As the elevator reaches its destination, Employee #2 says: “Thank goodness! Have a good weekend!”

This conversation has many variations, but you get the point. It fascinates me because without fail, it has always and will always take exactly four days or 96 hours or 5,760 minutes or 345,600 seconds to get from Monday to Friday. Unless it’s a leap year, then I think we have some justification in saying it’s been a “long week.”

Why do we think the week is longer than it actually is? Why do we eagerly anticipate Friday’s arrival at the end of the week?

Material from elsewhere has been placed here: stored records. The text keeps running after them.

//! Issue-reference extraction from free text.
//!
//! Titles and scenario names may embed ticket-style issue references
//! (`"Login [ISSUE-1,ISSUE-2]"`, `"should_login_JIRA-42"`). The extraction
//! rule is the shared contract between the resolver and downstream report
//! consumers: an uppercase alphanumeric project key, a hyphen, and digits,
//! optionally prefixed with `#`.

use std::sync::LazyLock;

use regex::Regex;

// The `#` prefix is consumed but not part of the returned identifier.
static ISSUE_REFERENCE_REGEX: LazyLock<Regex> =
    LazyLock::new(|| Regex::new(r"#?([A-Z][A-Z0-9]*-\d+)").unwrap());

/// Extract all issue references embedded in `text`, in the order
/// encountered. No deduplication; empty when none are found.
pub fn issues_in(text: &str) -> Vec<String> {
    ISSUE_REFERENCE_REGEX
        .captures_iter(text)
        .filter_map(|cap| cap.get(1).map(|m| m.as_str().to_string()))
        .collect()
}
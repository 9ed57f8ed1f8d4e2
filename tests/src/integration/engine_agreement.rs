//! # Engine Agreement
//!
//! Every backend and layout must return the same sequence as the plain
//! `sieve()` entry point, including bounds that straddle table word edges and
//! sweeps wide enough to take the Rayon path.

#[cfg(test)]
mod tests {
    use std::sync::Arc;

    use prime_sieve::{
        sieve, Backend, Metrics, Sieve, SieveConfig, SieveConfigBuilder, TableLayout,
    };
    use proptest::prelude::*;
    use rand::Rng;

    use crate::common::init_tracing;

    fn configured(backend: Backend, layout: TableLayout, parallel_threshold: usize) -> Sieve {
        let config = SieveConfigBuilder::new()
            .backend(backend)
            .layout(layout)
            .parallel_threshold(parallel_threshold)
            .build()
            .expect("backend should be compiled in");
        Sieve::new(config).expect("config is valid")
    }

    fn every_configuration(parallel_threshold: usize) -> Vec<Sieve> {
        let mut sieves = Vec::new();
        for backend in [Backend::Sequential, Backend::Rayon] {
            if !backend.is_available() {
                continue;
            }
            for layout in [TableLayout::Dense, TableLayout::OddOnly] {
                sieves.push(configured(backend, layout, parallel_threshold));
            }
        }
        sieves
    }

    #[test]
    fn test_word_edge_bounds() {
        init_tracing();

        let bounds: Vec<usize> = [63usize, 64, 65, 127, 128, 129, 4_095, 4_096, 4_097]
            .into_iter()
            .chain([2 * 64 + 1, 2 * 128 + 1, 2 * 4_096 + 1])
            .collect();

        for sieve_under_test in every_configuration(1) {
            for &bound in &bounds {
                assert_eq!(
                    sieve_under_test.primes_below(bound).unwrap(),
                    sieve(bound).unwrap(),
                    "{} / {} at bound {bound}",
                    sieve_under_test.backend(),
                    sieve_under_test.config().layout
                );
            }
        }
    }

    #[test]
    fn test_large_bound_all_engines() {
        init_tracing();

        let expected = sieve(2_000_000).unwrap();
        assert_eq!(expected.len(), 148_933);

        for sieve_under_test in every_configuration(1 << 12) {
            assert_eq!(sieve_under_test.primes_below(2_000_000usize).unwrap(), expected);
        }
    }

    #[test]
    fn test_random_bounds_all_engines() {
        let mut rng = rand::thread_rng();
        let sieves = every_configuration(64);

        for _ in 0..50 {
            let bound: usize = rng.gen_range(0..200_000);
            let expected = sieve(bound).unwrap();
            for sieve_under_test in &sieves {
                assert_eq!(sieve_under_test.primes_below(bound).unwrap(), expected);
            }
        }
    }

    #[test]
    fn test_shared_sieve_metrics_across_threads() {
        let metrics = Arc::new(Metrics::new());
        let sieve_under_test = Sieve::new(SieveConfig::default())
            .unwrap()
            .with_metrics(metrics.clone());
        let sieve_under_test = &sieve_under_test;

        std::thread::scope(|scope| {
            for _ in 0..8 {
                scope.spawn(move || {
                    assert_eq!(sieve_under_test.count_below(100_000usize).unwrap(), 9_592);
                });
            }
        });

        let snapshot = metrics.snapshot();
        assert_eq!(snapshot.sieves_run, 8);
        assert_eq!(snapshot.primes_found, 8 * 9_592);
        assert_eq!(snapshot.requests_rejected, 0);
    }

    proptest! {
        #![proptest_config(ProptestConfig::with_cases(64))]

        #[test]
        fn prop_configurations_agree(bound in 0usize..50_000, threshold in 1usize..10_000) {
            let expected = sieve(bound).unwrap();
            for sieve_under_test in every_configuration(threshold) {
                prop_assert_eq!(sieve_under_test.primes_below(bound).unwrap(), expected.clone());
            }
        }
    }
}
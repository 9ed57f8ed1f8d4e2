//! Metrics hooks for sieve invocations
//!
//! ## Usage
//!
//! ```
//! use std::sync::Arc;
//! use prime_sieve::{Metrics, Sieve, SieveConfig};
//!
//! let metrics = Arc::new(Metrics::new());
//! let sieve = Sieve::new(SieveConfig::default())
//!     .unwrap()
//!     .with_metrics(metrics.clone());
//!
//! sieve.primes_below(100usize).unwrap();
//! assert_eq!(metrics.snapshot().primes_found, 25);
//! ```

use std::sync::atomic::{AtomicU64, Ordering};
use std::time::Duration;

use crate::backends::SweepStats;

/// Metrics collector for sieve operations
///
/// Thread-safe counters shared by every call on one `Sieve`.
#[derive(Default)]
pub struct Metrics {
    /// Completed sieve invocations
    pub sieves_run: AtomicU64,
    /// Requests rejected before sweeping (bad bound, table too large)
    pub requests_rejected: AtomicU64,
    /// Total primes returned
    pub primes_found: AtomicU64,
    /// Total candidates swept
    pub sweeps: AtomicU64,
    /// Total table slots struck
    pub composite_marks: AtomicU64,
    /// Total marking table bits allocated
    pub table_bits_allocated: AtomicU64,
    /// Cumulative sieve time in nanoseconds
    pub sieve_time_ns: AtomicU64,
}

impl Metrics {
    /// Create a new metrics collector
    pub fn new() -> Self {
        Self::default()
    }

    /// Record a marking table allocation
    pub fn record_table_allocated(&self, storage_bits: usize) {
        self.table_bits_allocated
            .fetch_add(storage_bits as u64, Ordering::Relaxed);
    }

    /// Record a completed sieve
    ///
    /// # Arguments
    /// * `duration` - Time from allocation to extracted result
    /// * `stats` - Sweep work performed
    /// * `primes` - Length of the result sequence
    pub fn record_sieve(&self, duration: Duration, stats: SweepStats, primes: usize) {
        self.sieves_run.fetch_add(1, Ordering::Relaxed);
        self.sweeps.fetch_add(stats.sweeps as u64, Ordering::Relaxed);
        self.composite_marks
            .fetch_add(stats.marks as u64, Ordering::Relaxed);
        self.primes_found.fetch_add(primes as u64, Ordering::Relaxed);
        self.sieve_time_ns
            .fetch_add(duration.as_nanos() as u64, Ordering::Relaxed);
    }

    /// Record a request that failed before sweeping
    pub fn record_rejected(&self) {
        self.requests_rejected.fetch_add(1, Ordering::Relaxed);
    }

    /// Get current metrics snapshot
    pub fn snapshot(&self) -> MetricsSnapshot {
        MetricsSnapshot {
            sieves_run: self.sieves_run.load(Ordering::Relaxed),
            requests_rejected: self.requests_rejected.load(Ordering::Relaxed),
            primes_found: self.primes_found.load(Ordering::Relaxed),
            sweeps: self.sweeps.load(Ordering::Relaxed),
            composite_marks: self.composite_marks.load(Ordering::Relaxed),
            table_bits_allocated: self.table_bits_allocated.load(Ordering::Relaxed),
            avg_sieve_ns: self.avg_sieve_time_ns(),
        }
    }

    /// Calculate average sieve time in nanoseconds
    pub fn avg_sieve_time_ns(&self) -> u64 {
        let total = self.sieve_time_ns.load(Ordering::Relaxed);
        let count = self.sieves_run.load(Ordering::Relaxed);
        if count > 0 {
            total / count
        } else {
            0
        }
    }

    /// Reset all counters
    pub fn reset(&self) {
        self.sieves_run.store(0, Ordering::Relaxed);
        self.requests_rejected.store(0, Ordering::Relaxed);
        self.primes_found.store(0, Ordering::Relaxed);
        self.sweeps.store(0, Ordering::Relaxed);
        self.composite_marks.store(0, Ordering::Relaxed);
        self.table_bits_allocated.store(0, Ordering::Relaxed);
        self.sieve_time_ns.store(0, Ordering::Relaxed);
    }
}

/// Point-in-time metrics snapshot
#[derive(Clone, Debug, Default, PartialEq, Eq)]
pub struct MetricsSnapshot {
    pub sieves_run: u64,
    pub requests_rejected: u64,
    pub primes_found: u64,
    pub sweeps: u64,
    pub composite_marks: u64,
    pub table_bits_allocated: u64,
    pub avg_sieve_ns: u64,
}

/// Trait for custom metrics recording implementations
///
/// Implement this trait to forward sieve metrics to an external system.
pub trait MetricsRecorder: Send + Sync {
    /// Record a marking table allocation
    fn record_table_allocated(&self, storage_bits: usize);

    /// Record a completed sieve
    fn record_sieve(&self, duration: Duration, stats: SweepStats, primes: usize);

    /// Record a request that failed before sweeping
    fn record_rejected(&self);
}

/// No-op metrics recorder for when metrics are disabled
#[derive(Default)]
pub struct NoOpMetrics;

impl MetricsRecorder for NoOpMetrics {
    fn record_table_allocated(&self, _: usize) {}
    fn record_sieve(&self, _: Duration, _: SweepStats, _: usize) {}
    fn record_rejected(&self) {}
}

impl MetricsRecorder for Metrics {
    fn record_table_allocated(&self, storage_bits: usize) {
        Metrics::record_table_allocated(self, storage_bits);
    }

    fn record_sieve(&self, duration: Duration, stats: SweepStats, primes: usize) {
        Metrics::record_sieve(self, duration, stats, primes);
    }

    fn record_rejected(&self) {
        Metrics::record_rejected(self);
    }
}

Wouldn’t it be great if instead of waiting impatiently to punch the time clock at 5 p.m. on Fridays, we were disappointed to leave? What would that company look like? What kind of jobs would it offer? What kind of people would work there?

I’ll have to ponder that myself, but if I ever work at a company where I’m actually disappointed to leave at 5 p.m. on a Friday, I’ll stay there until I retire!

 

Fork in the Road July 16, 2011

Filed under: Uncategorized — MomVersusCareer @ 6:03 pm
Tags: , , , , ,

Being a mom and a wife with a demanding career in communications requires discipline, patience, and a sense of humor. That’s the easy part. The hard part is balancing the demands of each of the roles I currently fill while keeping my sanity and my figure, or what’s left of both.

Recently, I arrived at a fork in the road in regard to balancing these roles. My job is stressful and demands much of my attention and the use of most of my brain cells. Though I have only one child, I often feel regret for not being a stay-at-home mom. I am usually so drained by the end of the work day that I often choose watching TV over going outside, playing with Barbie dolls, or reading to my daughter, Lia. I feel like I’m cheating Lia out of the mom she deserves because I work a high-stress job. Add to that the stress of my husband working full-time and going to school full-time and you have the perfect combination of stress, guilt, frustration, and envy of my husband’s continuing education. Don’t get me wrong. I am fully supportive of my husband’s decision to pursue a degree, but I do envy the opportunity.

To add to the chaos, I am also finally starting to pursue my dream of being a writer. Why now? I’ve put it off long enough. This blog is the first step in pursuing my dream. It will also serve as a means of reflection and therapy to help me find balance in my daily life as a mom, a wife and a career woman. I am certain I’m not the only woman struggling with being the best she can be in all areas of her life. My only hope for this blog is to gain some clarity in my own life. If my journey helps others, then I’ll know I’ve done something right.